The progressions of multi-layered configurations are methods of spectrally glazing selection to control visible and near IR spectrum wavelength by thin nano technology coating. This transparent technology achieves 90% of visible light and less than 10% of near IR spectrum transmitting wavelength. These glazed pane configurations represent fix transmission losses that have led to decreased thermal transmittance. However, these glazing configurations have to comply with the following constraints in moderate climatic regions.

• _{Limit glass area to 1 /5 of floor area.}

• Solar orientation positioning southeast over South to Southwest and Northeast over North to Northwest in the Southern Hemisphere.

• Extensive glass oriented East over South, (North in the Southern hemisphere) to west will risk overheating of internal building spaces in springtime, summer and autumn.

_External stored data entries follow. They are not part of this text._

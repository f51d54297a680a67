//! The spatializer's multichannel input inside the host audio graph.

use core::fmt;

/// Host audio graph node handle.
#[derive(Debug, Clone, Copy, PartialEq, Eq, Hash, PartialOrd, Ord)]
pub struct NodeId(pub u64);

impl fmt::Display for NodeId {
    fn fmt(&self, f: &mut fmt::Formatter<'_>) -> fmt::Result {
        write!(f, "node-{}", self.0)
    }
}

/// 0-based input channel index on the spatializer.
pub type Lane = usize;

/// Input side of the spatializer.
///
/// The spatializer only services its parameter queue while it is rendering,
/// and it only renders while something is connected. A silent placeholder
/// occupies lane 0 whenever no real source is connected.
pub trait InputBus: Send {
    /// Register a producer node with the host graph.
    fn attach(&mut self, node: NodeId);

    /// Connect an attached node to a lane.
    fn connect(&mut self, node: NodeId, lane: Lane);

    /// Disconnect every input of the spatializer, placeholder included.
    fn disconnect_all(&mut self);

    /// Remove a node from the host graph.
    fn detach(&mut self, node: NodeId);

    /// Connect the silent placeholder to lane 0.
    fn connect_placeholder(&mut self);

    fn disconnect_placeholder(&mut self);
}

/// What occupies a lane.
#[derive(Debug, Clone, Copy, PartialEq, Eq)]
pub enum BusInput {
    Placeholder,
    Node(NodeId),
}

Cooling demand would be required in a moderate climatic region. (Hens, 2011)

This performance is conceptually acceptable for colder climates where daylight admittance is important. However, in warmer climatic regions of strong direct sun light, regulation and moderation of solar radiation to control thermal transmittance and day lighting, these glazing solutions are mechanically weak. Radiant glazing without day lighting controls are mechanically suited to cooling climatic regionalization. In climatic regions of high thermal transmittance and solar glare, active or passive solar shading are required. However, despite performance driven design in optimization of these systems, artificial lighting efficiency has an impact in energy consumption efficiency on net energy demand. This represents significant challenges in the development and refinement of these systems as an integrated transparent façade approach, as in the New York Times Headquarters (Fernandes, 2013).